• WHAT TO WORK ON: Down to the last line, copy the records below without any change.

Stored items
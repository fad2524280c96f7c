//! Backends that create and delete concrete resources

use anyhow::{bail, Context, Result};
use async_trait::async_trait;
use std::process::Output;
use tokio::process::Command;
use tracing::{debug, info};

use super::{ResourceParams, ResourceSpec};
use crate::k8s::K8sClient;

const WORKLOAD_IDENTITY_ROLE: &str = "roles/iam.workloadIdentityUser";
const GCLOUD: &str = "gcloud";

/// How a resource came to be present
#[derive(Clone, Copy, Debug, PartialEq, Eq)]
pub enum CreateOutcome {
    Created,
    /// It already existed under the same name
    Adopted,
}

/// Creates and deletes cloud and cluster resources
#[async_trait]
pub trait ResourceBackend: Send + Sync {
    async fn create(&self, spec: &ResourceSpec) -> Result<CreateOutcome>;

    /// Deleting a resource that does not exist succeeds
    async fn delete(&self, spec: &ResourceSpec) -> Result<()>;
}

/// Backend driving the `gcloud` CLI and the Kubernetes API
pub struct CloudBackend {
    k8s: K8sClient,
}

impl CloudBackend {
    pub fn new(k8s: K8sClient) -> Self {
        Self { k8s }
    }

    /// The child is killed if the returned future is dropped
    async fn run(&self, args: &[String]) -> Result<Output> {
        debug!("{} {}", GCLOUD, args.join(" "));
        Command::new(GCLOUD)
            .args(args)
            .kill_on_drop(true)
            .output()
            .await
            .with_context(|| format!("Failed to run {}", GCLOUD))
    }

    async fn firewall_exists(&self, name: &str, project: &str) -> Result<bool> {
        let output = self.run(&firewall_describe_args(name, project)).await?;
        Ok(output.status.success())
    }
}

#[async_trait]
impl ResourceBackend for CloudBackend {
    async fn create(&self, spec: &ResourceSpec) -> Result<CreateOutcome> {
        match &spec.params {
            ResourceParams::SecretAccess {
                project,
                service_account,
                member,
            } => {
                let args = iam_binding_args("add-iam-policy-binding", project, service_account, member);
                let output = self.run(&args).await?;
                if !output.status.success() {
                    bail!("add-iam-policy-binding failed: {}", stderr(&output));
                }
                info!("Granted {} to {}", WORKLOAD_IDENTITY_ROLE, member);
                Ok(CreateOutcome::Created)
            }
            ResourceParams::ClusterBinding { namespace, .. } => {
                if self.k8s.create_namespace(namespace).await? {
                    Ok(CreateOutcome::Created)
                } else {
                    Ok(CreateOutcome::Adopted)
                }
            }
            ResourceParams::FirewallRule {
                project,
                network,
                source_ranges,
                allowed_ports,
            } => {
                if self.firewall_exists(&spec.name, project).await? {
                    info!("Firewall rule {} already exists, reusing it", spec.name);
                    return Ok(CreateOutcome::Adopted);
                }
                let args = firewall_create_args(&spec.name, project, network, source_ranges, allowed_ports);
                let output = self.run(&args).await?;
                if !output.status.success() {
                    let stderr = stderr(&output);
                    // Lost a race with a concurrent run ensuring the same rule
                    if stderr.contains("already exists") {
                        return Ok(CreateOutcome::Adopted);
                    }
                    bail!("firewall-rules create failed: {}", stderr);
                }
                info!("Created firewall rule {}", spec.name);
                Ok(CreateOutcome::Created)
            }
            ResourceParams::PortForward(_) => {
                bail!("port-forward tunnels are not managed by the cloud backend")
            }
        }
    }

    async fn delete(&self, spec: &ResourceSpec) -> Result<()> {
        match &spec.params {
            ResourceParams::SecretAccess {
                project,
                service_account,
                member,
            } => {
                let args = iam_binding_args("remove-iam-policy-binding", project, service_account, member);
                let output = self.run(&args).await?;
                if !output.status.success() && !is_not_found(&stderr(&output)) {
                    bail!("remove-iam-policy-binding failed: {}", stderr(&output));
                }
                Ok(())
            }
            ResourceParams::ClusterBinding { namespace, .. } => {
                self.k8s.delete_namespace(namespace).await?;
                Ok(())
            }
            ResourceParams::FirewallRule { project, .. } => {
                let output = self.run(&firewall_delete_args(&spec.name, project)).await?;
                if !output.status.success() && !is_not_found(&stderr(&output)) {
                    bail!("firewall-rules delete failed: {}", stderr(&output));
                }
                Ok(())
            }
            ResourceParams::PortForward(_) => Ok(()),
        }
    }
}

fn stderr(output: &Output) -> String {
    String::from_utf8_lossy(&output.stderr).trim().to_string()
}

fn is_not_found(stderr: &str) -> bool {
    stderr.contains("not found") || stderr.contains("NOT_FOUND")
}

fn iam_binding_args(verb: &str, project: &str, service_account: &str, member: &str) -> Vec<String> {
    [
        "iam",
        "service-accounts",
        verb,
        service_account,
        "--project",
        project,
        "--role",
        WORKLOAD_IDENTITY_ROLE,
        "--member",
        member,
        "--quiet",
    ]
    .iter()
    .map(|s| s.to_string())
    .collect()
}

fn firewall_describe_args(name: &str, project: &str) -> Vec<String> {
    [
        "compute",
        "firewall-rules",
        "describe",
        name,
        "--project",
        project,
        "--format=value(name)",
    ]
    .iter()
    .map(|s| s.to_string())
    .collect()
}

fn firewall_create_args(
    name: &str,
    project: &str,
    network: &str,
    source_ranges: &[String],
    allowed_ports: &[String],
) -> Vec<String> {
    let rules = allowed_ports
        .iter()
        .map(|p| format!("tcp:{p}"))
        .collect::<Vec<_>>()
        .join(",");
    vec![
        "compute".to_string(),
        "firewall-rules".to_string(),
        "create".to_string(),
        name.to_string(),
        "--project".to_string(),
        project.to_string(),
        "--network".to_string(),
        network.to_string(),
        "--direction=INGRESS".to_string(),
        "--action=ALLOW".to_string(),
        format!("--source-ranges={}", source_ranges.join(",")),
        format!("--rules={rules}"),
        "--quiet".to_string(),
    ]
}

fn firewall_delete_args(name: &str, project: &str) -> Vec<String> {
    ["compute", "firewall-rules", "delete", name, "--project", project, "--quiet"]
        .iter()
        .map(|s| s.to_string())
        .collect()
}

• WRITTEN ANSWER:
repository fad2524280c96f7c
//! Backends that create and delete concrete resources

use anyhow::{bail, Context, Result};
use async_trait::async_trait;
use std::process::Output;
use tokio::process::Command;
use tracing::{debug, info};

use super::{ResourceParams, ResourceSpec};
use crate::k8s::K8sClient;

const WORKLOAD_IDENTITY_ROLE: &str = "roles/iam.workloadIdentityUser";
const GCLOUD: &str = "gcloud";

/// How a resource came to be present
#[derive(Clone, Copy, Debug, PartialEq, Eq)]
pub enum CreateOutcome {
    Created,
    /// It already existed under the same name
    Adopted,
}

/// Creates and deletes cloud and cluster resources
#[async_trait]
pub trait ResourceBackend: Send + Sync {
    async fn create(&self, spec: &ResourceSpec) -> Result<CreateOutcome>;

    /// Deleting a resource that does not exist succeeds
    async fn delete(&self, spec: &ResourceSpec) -> Result<()>;
}

/// Backend driving the `gcloud` CLI and the Kubernetes API
pub struct CloudBackend {
    k8s: K8sClient,
}

impl CloudBackend {
    pub fn new(k8s: K8sClient) -> Self {
        Self { k8s }
    }

    /// The child is killed if the returned future is dropped
    async fn run(&self, args: &[String]) -> Result<Output> {
        debug!("{} {}", GCLOUD, args.join(" "));
        Command::new(GCLOUD)
            .args(args)
            .kill_on_drop(true)
            .output()
            .await
            .with_context(|| format!("Failed to run {}", GCLOUD))
    }

    async fn firewall_exists(&self, name: &str, project: &str) -> Result<bool> {
        let output = self.run(&firewall_describe_args(name, project)).await?;
        Ok(output.status.success())
    }
}

#[async_trait]
impl ResourceBackend for CloudBackend {
    async fn create(&self, spec: &ResourceSpec) -> Result<CreateOutcome> {
        match &spec.params {
            ResourceParams::SecretAccess {
                project,
                service_account,
                member,
            } => {
                let args = iam_binding_args("add-iam-policy-binding", project, service_account, member);
                let output = self.run(&args).await?;
                if !output.status.success() {
                    bail!("add-iam-policy-binding failed: {}", stderr(&output));
                }
                info!("Granted {} to {}", WORKLOAD_IDENTITY_ROLE, member);
                Ok(CreateOutcome::Created)
            }
            ResourceParams::ClusterBinding { namespace, .. } => {
                if self.k8s.create_namespace(namespace).await? {
                    Ok(CreateOutcome::Created)
                } else {
                    Ok(CreateOutcome::Adopted)
                }
            }
            ResourceParams::FirewallRule {
                project,
                network,
                source_ranges,
                allowed_ports,
            } => {
                if self.firewall_exists(&spec.name, project).await? {
                    info!("Firewall rule {} already exists, reusing it", spec.name);
                    return Ok(CreateOutcome::Adopted);
                }
                let args = firewall_create_args(&spec.name, project, network, source_ranges, allowed_ports);
                let output = self.run(&args).await?;
                if !output.status.success() {
                    let stderr = stderr(&output);
                    // Lost a race with a concurrent run ensuring the same rule
                    if stderr.contains("already exists") {
                        return Ok(CreateOutcome::Adopted);
                    }
                    bail!("firewall-rules create failed: {}", stderr);
                }
                info!("Created firewall rule {}", spec.name);
                Ok(CreateOutcome::Created)
            }
            ResourceParams::PortForward(_) => {
                bail!("port-forward tunnels are not managed by the cloud backend")
            }
        }
    }

    async fn delete(&self, spec: &ResourceSpec) -> Result<()> {
        match &spec.params {
            ResourceParams::SecretAccess {
                project,
                service_account,
                member,
            } => {
                let args = iam_binding_args("remove-iam-policy-binding", project, service_account, member);
                let output = self.run(&args).await?;
                if !output.status.success() && !is_not_found(&stderr(&output)) {
                    bail!("remove-iam-policy-binding failed: {}", stderr(&output));
                }
                Ok(())
            }
            ResourceParams::ClusterBinding { namespace, .. } => {
                self.k8s.delete_namespace(namespace).await?;
                Ok(())
            }
            ResourceParams::FirewallRule { project, .. } => {
                let output = self.run(&firewall_delete_args(&spec.name, project)).await?;
                if !output.status.success() && !is_not_found(&stderr(&output)) {
                    bail!("firewall-rules delete failed: {}", stderr(&output));
                }
                Ok(())
            }
            ResourceParams::PortForward(_) => Ok(()),
        }
    }
}

fn stderr(output: &Output) -> String {
    String::from_utf8_lossy(&output.stderr).trim().to_string()
}

fn is_not_found(stderr: &str) -> bool {
    stderr.contains("not found") || stderr.contains("NOT_FOUND")
}

fn iam_binding_args(verb: &str, project: &str, service_account: &str, member: &str) -> Vec<String> {
    [
        "iam",
        "service-accounts",
        verb,
        service_account,
        "--project",
        project,
        "--role",
        WORKLOAD_IDENTITY_ROLE,
        "--member",
        member,
        "--quiet",
    ]
    .iter()
    .map(|s| s.to_string())
    .collect()
}

fn firewall_describe_args(name: &str, project: &str) -> Vec<String> {
    [
        "compute",
        "firewall-rules",
        "describe",
        name,
        "--project",
        project,
        "--format=value(name)",
    ]
    .iter()
    .map(|s| s.to_string())
    .collect()
}

fn firewall_create_args(
    name: &str,
    project: &str,
    network: &str,
    source_ranges: &[String],
    allowed_ports: &[String],
) -> Vec<String> {
    let rules = allowed_ports
        .iter()
        .map(|p| format!("tcp:{p}"))
        .collect::<Vec<_>>()
        .join(",");
    vec![
        "compute".to_string(),
        "firewall-rules".to_string(),
        "create".to_string(),
        name.to_string(),
        "--project".to_string(),
        project.to_string(),
        "--network".to_string(),
        network.to_string(),
        "--direction=INGRESS".to_string(),
        "--action=ALLOW".to_string(),
        format!("--source-ranges={}", source_ranges.join(",")),
        format!("--rules={rules}"),
        "--quiet".to_string(),
    ]
}

fn firewall_delete_args(name: &str, project: &str) -> Vec<String> {
    ["compute", "firewall-rules", "delete", name, "--project", project, "--quiet"]
        .iter()
        .map(|s| s.to_string())
        .collect()
}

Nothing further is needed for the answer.